И нетрудно заметить, что многие крупные явления в русской культуре Х1Х-го века с подобной самоизоляцией, с представлением о том, что Россия — это и есть весь нужный мне или нам мир, любимый, ценимый и подлинный, — были неразрывно связаны.
Причем, для русской культуры самоизоляция и самопоэтизация, навеянная культом мечтаний, снов и грез о чудесном в национальной жизни, отображались не только в череде противопоставлений «своего» и «чужого» — патриархального покоя на Руси и меркантильного «броуновского движения» на Западе и т. д. — они выразилась и в усвоении в русской культуре механизма мышления и творчества, при котором объективистский анализ явлений жизни теряет свое значение как сугубо «рассудочный» и потому глубоко ложный.
На смену «рассудочному» объективизму в России пришла вера в правду непосредственных, живых чувств и фактически нераздельных с ними личных упований, грез, мечтаний и надежд, которая исподволь утверждала внерациональную «сновидческую» вселенную познания и творчества.
В этой внерациональной вселенной сон становится неизмеримо важнее яви, видение — несравненно значимее реально видимого.
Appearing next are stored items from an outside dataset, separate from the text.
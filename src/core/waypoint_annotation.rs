//! Karten-Annotation fuer einen einzelnen Missions-Wegpunkt.

use super::waypoint_style::{waypoint_style, MissionState, ThemeProvider};
use super::{GeoCoordinate, MapPlaceable, MissionItem, WaypointSeq};
use thiserror::Error;

/// Fehler beim Erstellen einer Annotation
#[derive(Debug, Clone, Copy, PartialEq, Eq, Error)]
pub enum AnnotationError {
    /// Anzeige-Index darf nicht negativ sein
    #[error("Annotation-Index darf nicht negativ sein: {0}")]
    NegativeIndex(isize),
}

/// Ein Wegpunkt-Marker auf der Missionskarte.
///
/// Haelt einen Snapshot des Missions-Items vom Erstellungszeitpunkt. Ein
/// Verschieben per `set_coordinate` aendert nur die Marker-Position, nie den
/// Snapshot; das Zurueckschreiben ist Sache des `MissionHolder`.
#[derive(Debug, Clone, PartialEq)]
pub struct WaypointAnnotation {
    index: usize,
    coordinate: GeoCoordinate,
    item: MissionItem,
}

impl WaypointAnnotation {
    /// Einziger Konstruktor.
    ///
    /// Koordinate und Item-Position muessen nicht uebereinstimmen.
    pub fn new(
        coordinate: GeoCoordinate,
        item: MissionItem,
        index: isize,
    ) -> Result<Self, AnnotationError> {
        let index = usize::try_from(index).map_err(|_| AnnotationError::NegativeIndex(index))?;
        Ok(Self {
            index,
            coordinate,
            item,
        })
    }

    /// Anzeige-Index unter allen dargestellten Annotationen
    pub fn index(&self) -> usize {
        self.index
    }

    /// Aktuelle Marker-Position
    pub fn coordinate(&self) -> GeoCoordinate {
        self.coordinate
    }

    /// Ersetzt die Marker-Position ohne Pruefung
    pub fn set_coordinate(&mut self, coordinate: GeoCoordinate) {
        self.coordinate = coordinate;
    }

    /// Item-Snapshot vom Erstellungszeitpunkt
    pub fn mission_item(&self) -> &MissionItem {
        &self.item
    }

    /// Sequenznummer des Items
    pub fn seq(&self) -> WaypointSeq {
        self.item.seq
    }

    /// Prueft ob `seq` das Item dieser Annotation bezeichnet.
    ///
    /// Verglichen wird mit `seq` des Snapshots, nicht mit dem Anzeige-Index.
    /// Werte ausserhalb des `WaypointSeq`-Bereichs treffen nie.
    pub fn has_matching_seq<S>(&self, seq: S) -> bool
    where
        S: TryInto<WaypointSeq>,
    {
        seq.try_into().is_ok_and(|seq| seq == self.item.seq)
    }

    /// Marker-Farbe fuer den aktuellen Missionszustand (wird nicht gecacht)
    pub fn color<T>(&self, theme: &T, state: &MissionState) -> [f32; 4]
    where
        T: ThemeProvider + ?Sized,
    {
        theme.waypoint_color(waypoint_style(&self.item, state))
    }

    /// Neues Item aus Snapshot plus aktueller Marker-Position
    pub fn to_mission_item(&self) -> MissionItem {
        self.item.with_position(self.coordinate)
    }
}

impl MapPlaceable for WaypointAnnotation {
    fn coordinate(&self) -> GeoCoordinate {
        self.coordinate
    }

    fn set_coordinate(&mut self, coordinate: GeoCoordinate) {
        WaypointAnnotation::set_coordinate(self, coordinate);
    }

    fn title(&self) -> Option<String> {
        Some(format!(
            "{}: {}",
            self.item.seq,
            self.item.command.display_name()
        ))
    }

    fn subtitle(&self) -> Option<String> {
        Some(format!("Alt: {:.1} m", self.item.z))
    }
}

/// Findet die Annotation zu einer Sequenznummer
pub fn find_annotation<S>(
    annotations: &[WaypointAnnotation],
    seq: S,
) -> Option<&WaypointAnnotation>
where
    S: TryInto<WaypointSeq> + Copy,
{
    annotations.iter().find(|a| a.has_matching_seq(seq))
}

#[cfg(test)]
mod tests {
    use super::*;
    use crate::core::{MavCmd, WaypointStyle};

    struct FixedTheme;

    impl ThemeProvider for FixedTheme {
        fn waypoint_color(&self, style: WaypointStyle) -> [f32; 4] {
            match style {
                WaypointStyle::CurrentTarget => [1.0, 0.0, 0.0, 1.0],
                _ => [0.0, 0.0, 1.0, 1.0],
            }
        }
    }

    fn sample() -> WaypointAnnotation {
        let item = MissionItem::waypoint(3, GeoCoordinate::new(37.0, -122.0), 50.0);
        WaypointAnnotation::new(GeoCoordinate::new(37.0, -122.0), item, 3).unwrap()
    }

    #[test]
    fn negative_index_is_rejected() {
        let item = MissionItem::default();
        let err = WaypointAnnotation::new(GeoCoordinate::default(), item, -1).unwrap_err();
        assert_eq!(err, AnnotationError::NegativeIndex(-1));
        assert!(err.to_string().contains("-1"));
    }

    #[test]
    fn index_zero_is_valid() {
        let a = WaypointAnnotation::new(GeoCoordinate::default(), MissionItem::default(), 0)
            .unwrap();
        assert_eq!(a.index(), 0);
    }

    #[test]
    fn coordinate_may_differ_from_item_position() {
        let item = MissionItem::waypoint(1, GeoCoordinate::new(1.0, 1.0), 20.0);
        let a = WaypointAnnotation::new(GeoCoordinate::new(5.0, 5.0), item, 0).unwrap();
        assert_eq!(a.coordinate(), GeoCoordinate::new(5.0, 5.0));
        assert_eq!(a.mission_item().position(), GeoCoordinate::new(1.0, 1.0));
    }

    #[test]
    fn has_matching_seq_accepts_any_integer_type() {
        let a = sample();
        assert!(a.has_matching_seq(3u16));
        assert!(a.has_matching_seq(3i32));
        assert!(a.has_matching_seq(3usize));
        assert!(!a.has_matching_seq(-3i64));
        assert!(!a.has_matching_seq(65_539u32));
    }

    #[test]
    fn to_mission_item_uses_dragged_position_and_keeps_snapshot() {
        let mut a = sample();
        a.set_coordinate(GeoCoordinate::new(38.0, -121.0));

        let regenerated = a.to_mission_item();
        assert_eq!(regenerated.position(), GeoCoordinate::new(38.0, -121.0));
        assert_eq!(regenerated.seq, 3);
        assert_eq!(regenerated.z, 50.0);
        assert_eq!(
            a.mission_item().position(),
            GeoCoordinate::new(37.0, -122.0)
        );
    }

    #[test]
    fn color_follows_external_state() {
        let a = sample();
        let theme = FixedTheme;
        assert_eq!(
            a.color(&theme, &MissionState::default()),
            [0.0, 0.0, 1.0, 1.0]
        );
        assert_eq!(
            a.color(&theme, &MissionState::with_current(3)),
            [1.0, 0.0, 0.0, 1.0]
        );
    }

    #[test]
    fn title_and_subtitle() {
        let item = MissionItem::nav(7, MavCmd::NavLand, GeoCoordinate::default(), 0.0);
        let a = WaypointAnnotation::new(GeoCoordinate::default(), item, 2).unwrap();
        assert_eq!(a.title().as_deref(), Some("7: Land"));
        assert_eq!(a.subtitle().as_deref(), Some("Alt: 0.0 m"));
    }

    #[test]
    fn find_annotation_by_seq() {
        let annotations: Vec<_> = (0..4)
            .map(|i| {
                let item = MissionItem::waypoint(i + 10, GeoCoordinate::default(), 0.0);
                WaypointAnnotation::new(GeoCoordinate::default(), item, i as isize).unwrap()
            })
            .collect();

        assert_eq!(find_annotation(&annotations, 12).map(|a| a.index()), Some(2));
        assert!(find_annotation(&annotations, 2).is_none());
        assert!(find_annotation(&annotations, -1).is_none());
    }
}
________________________________________________________
Один из идейных недоброжелателей Достоевского, Петр Ткачев, раздраженно, но, в сущности, далеко не глупо писал о том, что в романах писателя мы видим лишь авторскую «самобеседу», что персонажи Достоевского играют роль неких разноцветных «этикеток» его собственной личности, что в своих произведениях Достоевский не выходит на пределы своего личностного «я», а, наоборот, погружается в себя, красочно живописуя различные идеи, символы и образы, безостановочно бродящие и сталкивающиеся в его сознании.
И в контексте нашего понимания «сновидчества» в литературе и культуре заметим и подчеркнем, что писатель и мыслитель, не выходящий в своем творчестве за пределы своего личностного «я» и, тем не менее, извлекающий из этого, казалось бы, столь субъективного личностного «я» живой и красочный мир — типический сновидец, трансформирующий свои личные сны и грезы в многомерные, отображающие все краски жизни художественные творения.
Кстати говоря, сновидения, порожденные, конечно же, личностным «я» спящего, метаморфозами только лишь его сознания и только лишь его внутренними переживаниями, почти никогда не выглядят неким личностным монологом — они причудливо и мозаично имитируют всю жизнь: произошедшие в ней конфликты и столкновения, споры и ссоры, встречи и разлуки, обретения и утраты. Поэтому то, в частности, что писал о Достоевском Ткачев, а затем приблизительно в том же духе и Бердяев отнюдь не отменяет подлинность открытого Бахтиным диалогизма в творчестве Достоевского — сон тоже может быть диалогом, причем, не только диалогом или спором спящего с самим собой, но и его диалогом со всем окружающим миром.
Известно, что сновидения почти никогда не сводятся только к чистому вымыслу. Сны, при всей причудливости и фантастичности, обычно по своему отображают реальность человеческой жизни.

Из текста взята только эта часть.